Each ship part would have a transform that specifies its offset from the ship's local origin. With a suitable vector/matrix math library, it should be relatively easy to overlay the additional parts onto the base enemy structure - which itself might just be a part, just with a transform that does nothing!

And so that every ShipPart holds a texture for its wings for example and when the parts are destroyed I just create a new Object with that texture and rotate it like in the video?

Precisely, that is one way to do it.

But how would you place the different animating parts together so that the proportions are correct?

Each ship part would have a transform that specifies its offset from the ship's local origin. With a suitable vector/matrix math library, it should be relatively easy to overlay the additional parts onto the base enemy structure - which itself might just be a part, just with a transform that does nothing!

Just to expand upon this answer, if rotations are not needed, you could just specify the center of your ship as an origin point, and then draw the parts of the ship at an offset from the origin.

For example: If you have your origin at your ships center, then you could draw a part of the ship at origin - part.offset. This way the parts will always be drawn at the offset specified for any given part.

And so that every ShipPart holds a texture for its wings for example and when the parts are destroyed I just create a new Object with that texture and rotate it like in the video?

The other way you could this is to create the Objects with the ship, by for example including them in a list in your ship class, and then just update the positions of the Objects with the origin and offsets. The advantage of this would be that you could have each part behave differently and animate while still being attached to the ship, so just having more customization really. I think the method you described would be faster, but I don't imagine either method will make much of a difference performance wise unless you're thinking of having thousands of ships on-screen.
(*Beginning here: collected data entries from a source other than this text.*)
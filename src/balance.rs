//! Balancing policies.
//!
//! A policy is chosen by type when a tree is declared and decides what
//! metadata each node carries and how the shape is repaired after the Tree
//! Core has linked or detached a node. All built-in policies are built from
//! the same two primitives, [`RawTree::rotate_left`] and
//! [`RawTree::rotate_right`].
//!
//! | Policy       | Metadata          | Insert repair            | Erase repair                   |
//! |--------------|-------------------|--------------------------|--------------------------------|
//! | [`Avl`]      | height (`i8`)     | at most one (double) rotation | may rotate at every level |
//! | [`RedBlack`] | [`Color`]         | recolor upward, ≤ 2 rotations | ≤ 3 rotations             |
//! | [`Treap`]    | priority (`u32`)  | rotate up past lower priorities | none                    |

use std::cmp::max;
use std::fmt;

use crate::node::{Detached, NodeId, RawTree};

/// A strategy for keeping a binary search tree balanced.
///
/// The Tree Core calls [`rebalance_after_insert`](Balance::rebalance_after_insert)
/// right after linking a fresh leaf and
/// [`rebalance_after_erase`](Balance::rebalance_after_erase) right after
/// detaching a node, before that node is freed. In both cases the BST order
/// already holds; the policy may only rotate and update metadata.
pub trait Balance {
	/// Per-node balancing metadata.
	type Meta: Copy + fmt::Debug + fmt::Display;

	/// Metadata of a freshly allocated leaf.
	fn leaf() -> Self::Meta;

	/// Restores the policy's invariant after `node` was linked as a leaf.
	fn rebalance_after_insert<V>(tree: &mut RawTree<V, Self::Meta>, node: NodeId);

	/// Restores the policy's invariant after a node was detached.
	fn rebalance_after_erase<V>(tree: &mut RawTree<V, Self::Meta>, detached: Detached<Self::Meta>);

	/// Panics with a diagnostic if the policy's invariant does not hold.
	#[cfg(any(test, feature = "test-utils"))]
	fn assert_balanced<V>(_tree: &RawTree<V, Self::Meta>) {}
}

// ===========================================================================
// AVL
// ===========================================================================

/// Height-balanced policy: sibling subtree heights differ by at most one.
///
/// Each node stores the height of its subtree, with a leaf at `1` and an
/// absent child counting as `0`. An `i8` is ample: an AVL tree of height 127
/// would need more nodes than fit in memory.
#[derive(Debug, Clone, Copy, Default, PartialEq, Eq, Hash)]
pub struct Avl;

impl Avl {
	#[inline]
	fn height<V>(tree: &RawTree<V, i8>, id: Option<NodeId>) -> i8 {
		id.map_or(0, |id| *tree.meta(id))
	}

	#[inline]
	fn child_heights<V>(tree: &RawTree<V, i8>, id: NodeId) -> (i8, i8) {
		(Self::height(tree, tree.left(id)), Self::height(tree, tree.right(id)))
	}

	#[inline]
	fn update_height<V>(tree: &mut RawTree<V, i8>, id: NodeId) {
		let (lh, rh) = Self::child_heights(tree, id);
		*tree.meta_mut(id) = 1 + max(lh, rh);
	}

	/// Repairs a right-heavy `x`; returns the new root of the subtree.
	fn fix_right_heavy<V>(tree: &mut RawTree<V, i8>, x: NodeId) -> NodeId {
		let r = tree.right(x).expect("right-heavy node has a right child");
		let (rl, rr) = Self::child_heights(tree, r);
		if rl > rr {
			tree.rotate_right(r);
			Self::update_height(tree, r);
		}
		tree.rotate_left(x);
		Self::update_height(tree, x);
		let top = tree.parent(x).expect("rotation leaves x with a parent");
		Self::update_height(tree, top);
		top
	}

	/// Repairs a left-heavy `x`; returns the new root of the subtree.
	fn fix_left_heavy<V>(tree: &mut RawTree<V, i8>, x: NodeId) -> NodeId {
		let l = tree.left(x).expect("left-heavy node has a left child");
		let (ll, lr) = Self::child_heights(tree, l);
		if lr > ll {
			tree.rotate_left(l);
			Self::update_height(tree, l);
		}
		tree.rotate_right(x);
		Self::update_height(tree, x);
		let top = tree.parent(x).expect("rotation leaves x with a parent");
		Self::update_height(tree, top);
		top
	}

	#[cfg(any(test, feature = "test-utils"))]
	fn check_subtree<V>(tree: &RawTree<V, i8>, id: Option<NodeId>) -> i8 {
		let Some(id) = id else {
			return 0;
		};
		let lh = Self::check_subtree(tree, tree.left(id));
		let rh = Self::check_subtree(tree, tree.right(id));
		assert!((lh - rh).abs() <= 1, "AVL balance violated at {:?}: left {} right {}", id, lh, rh);
		let expected = 1 + max(lh, rh);
		assert_eq!(*tree.meta(id), expected, "stale AVL height at {:?}", id);
		expected
	}
}

impl Balance for Avl {
	type Meta = i8;

	fn leaf() -> i8 {
		1
	}

	fn rebalance_after_insert<V>(tree: &mut RawTree<V, i8>, node: NodeId) {
		let mut cursor = tree.parent(node);
		while let Some(x) = cursor {
			let (lh, rh) = Self::child_heights(tree, x);
			let h = 1 + max(lh, rh);
			// A balance factor of ±2 always comes with a height change, so an
			// unchanged height means nothing above moved either.
			if *tree.meta(x) == h {
				break;
			}
			*tree.meta_mut(x) = h;

			let top = match lh - rh {
				diff if diff <= -2 => Self::fix_right_heavy(tree, x),
				diff if diff >= 2 => Self::fix_left_heavy(tree, x),
				_ => x,
			};
			cursor = tree.parent(top);
		}
	}

	fn rebalance_after_erase<V>(tree: &mut RawTree<V, i8>, detached: Detached<i8>) {
		let mut cursor = detached.parent;
		while let Some(x) = cursor {
			let (lh, rh) = Self::child_heights(tree, x);
			let top = match lh - rh {
				diff if diff <= -2 => Self::fix_right_heavy(tree, x),
				diff if diff >= 2 => Self::fix_left_heavy(tree, x),
				_ => {
					let h = 1 + max(lh, rh);
					if *tree.meta(x) == h {
						break;
					}
					*tree.meta_mut(x) = h;
					x
				}
			};
			cursor = tree.parent(top);
		}
	}

	#[cfg(any(test, feature = "test-utils"))]
	fn assert_balanced<V>(tree: &RawTree<V, i8>) {
		Self::check_subtree(tree, tree.root());
	}
}

// ===========================================================================
// Red-Black
// ===========================================================================

/// Node color for the [`RedBlack`] policy.
#[derive(Debug, Clone, Copy, PartialEq, Eq, Hash)]
pub enum Color {
	Red,
	Black,
}

impl fmt::Display for Color {
	fn fmt(&self, f: &mut fmt::Formatter<'_>) -> fmt::Result {
		f.write_str(match self {
			Color::Red => "R",
			Color::Black => "B",
		})
	}
}

/// Color-balanced policy.
///
/// The root is black, a red node never has a red child, and every path from
/// a node down to an absent child crosses the same number of black nodes.
#[derive(Debug, Clone, Copy, Default, PartialEq, Eq, Hash)]
pub struct RedBlack;

impl RedBlack {
	/// Absent children count as black.
	#[inline]
	fn is_red<V>(tree: &RawTree<V, Color>, id: Option<NodeId>) -> bool {
		id.is_some_and(|id| *tree.meta(id) == Color::Red)
	}

	#[inline]
	fn paint<V>(tree: &mut RawTree<V, Color>, id: NodeId, color: Color) {
		*tree.meta_mut(id) = color;
	}

	#[cfg(any(test, feature = "test-utils"))]
	fn black_height<V>(tree: &RawTree<V, Color>, id: Option<NodeId>) -> usize {
		let Some(id) = id else {
			return 1;
		};
		let color = *tree.meta(id);
		if color == Color::Red {
			assert!(
				!Self::is_red(tree, tree.left(id)) && !Self::is_red(tree, tree.right(id)),
				"red node {:?} has a red child",
				id
			);
		}
		let lbh = Self::black_height(tree, tree.left(id));
		let rbh = Self::black_height(tree, tree.right(id));
		assert_eq!(lbh, rbh, "black-height differs below {:?}", id);
		lbh + usize::from(color == Color::Black)
	}
}

impl Balance for RedBlack {
	type Meta = Color;

	fn leaf() -> Color {
		Color::Red
	}

	fn rebalance_after_insert<V>(tree: &mut RawTree<V, Color>, node: NodeId) {
		let mut x = node;
		while let Some(p) = tree.parent(x) {
			if *tree.meta(p) == Color::Black {
				break;
			}
			let g = tree.parent(p).expect("a red parent is never the root");

			if tree.left(g) == Some(p) {
				let uncle = tree.right(g);
				if let Some(u) = uncle.filter(|&u| *tree.meta(u) == Color::Red) {
					Self::paint(tree, p, Color::Black);
					Self::paint(tree, u, Color::Black);
					Self::paint(tree, g, Color::Red);
					x = g;
				} else {
					// Inner grandchild: turn it into an outer one first.
					let p = if tree.right(p) == Some(x) {
						tree.rotate_left(p);
						x
					} else {
						p
					};
					Self::paint(tree, p, Color::Black);
					Self::paint(tree, g, Color::Red);
					tree.rotate_right(g);
					break;
				}
			} else {
				let uncle = tree.left(g);
				if let Some(u) = uncle.filter(|&u| *tree.meta(u) == Color::Red) {
					Self::paint(tree, p, Color::Black);
					Self::paint(tree, u, Color::Black);
					Self::paint(tree, g, Color::Red);
					x = g;
				} else {
					let p = if tree.left(p) == Some(x) {
						tree.rotate_right(p);
						x
					} else {
						p
					};
					Self::paint(tree, p, Color::Black);
					Self::paint(tree, g, Color::Red);
					tree.rotate_left(g);
					break;
				}
			}
		}

		if let Some(root) = tree.root() {
			Self::paint(tree, root, Color::Black);
		}
	}

	fn rebalance_after_erase<V>(tree: &mut RawTree<V, Color>, detached: Detached<Color>) {
		if detached.removed == Color::Red {
			return;
		}

		// `x` carries an extra black; `None` stands for an absent child.
		let mut x = detached.child;
		let mut parent = detached.parent;

		while x != tree.root() && !Self::is_red(tree, x) {
			let Some(p) = parent else {
				break;
			};

			if tree.left(p) == x {
				let mut w = tree.right(p).expect("double-black node has a sibling");
				if *tree.meta(w) == Color::Red {
					Self::paint(tree, w, Color::Black);
					Self::paint(tree, p, Color::Red);
					tree.rotate_left(p);
					w = tree.right(p).expect("double-black node has a sibling");
				}
				if !Self::is_red(tree, tree.left(w)) && !Self::is_red(tree, tree.right(w)) {
					Self::paint(tree, w, Color::Red);
					x = Some(p);
					parent = tree.parent(p);
				} else {
					if !Self::is_red(tree, tree.right(w)) {
						let near = tree.left(w).expect("red near nephew exists");
						Self::paint(tree, near, Color::Black);
						Self::paint(tree, w, Color::Red);
						tree.rotate_right(w);
						w = tree.right(p).expect("double-black node has a sibling");
					}
					let color = *tree.meta(p);
					Self::paint(tree, w, color);
					Self::paint(tree, p, Color::Black);
					if let Some(far) = tree.right(w) {
						Self::paint(tree, far, Color::Black);
					}
					tree.rotate_left(p);
					x = tree.root();
					break;
				}
			} else {
				let mut w = tree.left(p).expect("double-black node has a sibling");
				if *tree.meta(w) == Color::Red {
					Self::paint(tree, w, Color::Black);
					Self::paint(tree, p, Color::Red);
					tree.rotate_right(p);
					w = tree.left(p).expect("double-black node has a sibling");
				}
				if !Self::is_red(tree, tree.left(w)) && !Self::is_red(tree, tree.right(w)) {
					Self::paint(tree, w, Color::Red);
					x = Some(p);
					parent = tree.parent(p);
				} else {
					if !Self::is_red(tree, tree.left(w)) {
						let near = tree.right(w).expect("red near nephew exists");
						Self::paint(tree, near, Color::Black);
						Self::paint(tree, w, Color::Red);
						tree.rotate_left(w);
						w = tree.left(p).expect("double-black node has a sibling");
					}
					let color = *tree.meta(p);
					Self::paint(tree, w, color);
					Self::paint(tree, p, Color::Black);
					if let Some(far) = tree.left(w) {
						Self::paint(tree, far, Color::Black);
					}
					tree.rotate_right(p);
					x = tree.root();
					break;
				}
			}
		}

		if let Some(x) = x {
			Self::paint(tree, x, Color::Black);
		}
	}

	#[cfg(any(test, feature = "test-utils"))]
	fn assert_balanced<V>(tree: &RawTree<V, Color>) {
		if let Some(root) = tree.root() {
			assert_eq!(*tree.meta(root), Color::Black, "root is not black");
		}
		Self::black_height(tree, tree.root());
	}
}

// ===========================================================================
// Treap
// ===========================================================================

/// Randomized policy: a binary search tree by value and a max-heap by a
/// random priority drawn when the node is allocated.
///
/// The expected depth is logarithmic whatever the insertion order. Erase
/// needs no repair: when a two-child node is detached its successor takes
/// over its priority, and a spliced child never outranks its new parent.
#[derive(Debug, Clone, Copy, Default, PartialEq, Eq, Hash)]
pub struct Treap;

impl Balance for Treap {
	type Meta = u32;

	fn leaf() -> u32 {
		rand::random()
	}

	fn rebalance_after_insert<V>(tree: &mut RawTree<V, u32>, node: NodeId) {
		let priority = *tree.meta(node);
		while let Some(p) = tree.parent(node) {
			if *tree.meta(p) >= priority {
				break;
			}
			if tree.left(p) == Some(node) {
				tree.rotate_right(p);
			} else {
				tree.rotate_left(p);
			}
		}
	}

	fn rebalance_after_erase<V>(_tree: &mut RawTree<V, u32>, _detached: Detached<u32>) {}

	#[cfg(any(test, feature = "test-utils"))]
	fn assert_balanced<V>(tree: &RawTree<V, u32>) {
		let mut stack: Vec<NodeId> = tree.root().into_iter().collect();
		while let Some(id) = stack.pop() {
			let priority = *tree.meta(id);
			for child in [tree.left(id), tree.right(id)].into_iter().flatten() {
				assert!(
					*tree.meta(child) <= priority,
					"heap order violated below {:?}: {} under {}",
					id,
					tree.meta(child),
					priority
				);
				stack.push(child);
			}
		}
	}
}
Good luck with your game smile.png

Guys thanks a lot ;)

I am on the way on implementing it like you said and your answers were golden ;)

Here's a little function I use quite a lot for getting the offset position of a sprite around a rotated object. It's particularly useful for ships made out of multiple parts that have varying positions.


Point GetRotationOffset(Point p1, float rotation)
{
	Point newPos = p1;
	float radian = 0.01745;
	newPos.x = (p1.x * cos(rotation * radian)) - (p1.y * sin(rotation * radian));
	newPos.y = (p1.x * sin(rotation * radian)) + (p1.y * cos(rotation * radian));
	return newPos;
}

For stability you don't want to use this to set your part's position every update. Leave it at it's default value and only use this during the draw step or in situations where you need the offset position (like getting the barrel position for a turret). Also make sure you add the returned value to your base object's position.

This topic is closed to new replies.